I started to cry, just a little. The nurse handed me a box of tissues and said, “Don’t worry, all of Dr. Brownstein’s patients do well. They are healthy. This is elective surgery.” My first surgery, I thought. Elective. Why would anyone chose to do this? But I knew.

So, Brownstein, a man who is not known for his bedside manner, but whom I sincerely like and trust, walks in and sees the box of tissues. “Tears, already,” he says. “I hope those are tears of joy.”

When he was about to do the markings on my chest, he asked if my mom wanted to leave. But she stood her ground, protecting her taxi. As Brownstein drew lines on my breasts, my armpits started to rain. “You sure are sweating a lot,” he said. “I am about to have surgery,” I replied. My mom just sat that there, library book open on her lap, pretending to read David Baldacci’s The Whole Truth.

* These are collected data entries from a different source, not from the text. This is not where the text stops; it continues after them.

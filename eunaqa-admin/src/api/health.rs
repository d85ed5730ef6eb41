//! Health check endpoint

use axum::{routing::get, Json, Router};
use serde::Serialize;

use crate::AppState;

/// Health check response
#[derive(Debug, Serialize)]
pub struct HealthResponse {
    pub status: String,
    pub module: String,
    pub version: String,
}

/// GET /health
///
/// Health check endpoint for monitoring. No authentication.
pub async fn health_check() -> Json<HealthResponse> {
    Json(HealthResponse {
        status: "ok".to_string(),
        module: "eunaqa-admin".to_string(),
        version: env!("CARGO_PKG_VERSION").to_string(),
    })
}

/// Build health check routes
pub fn health_routes() -> Router<AppState> {
    Router::new().route("/health", get(health_check))
}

A nurse walked me into the freezing surgery room. I hopped up onto the heated bed, and a few minutes later, the anesthesiologist talked me to sleep. When I woke up, I looked at the clock. It was 12:15. I had arrived at the center only a few hours ago, at 9. “Hiiiiii,” I said to my mom.

The nurse asked me to rate my pain on a scale of 1-10 with 10 being the highest. I said 2 or 3. Then I asked for more pain meds. She asked me to rate it again. 1 or 2. Then I asked for more pain meds. And she gave them to me. I was floating, breastless and painfree. It was heaven.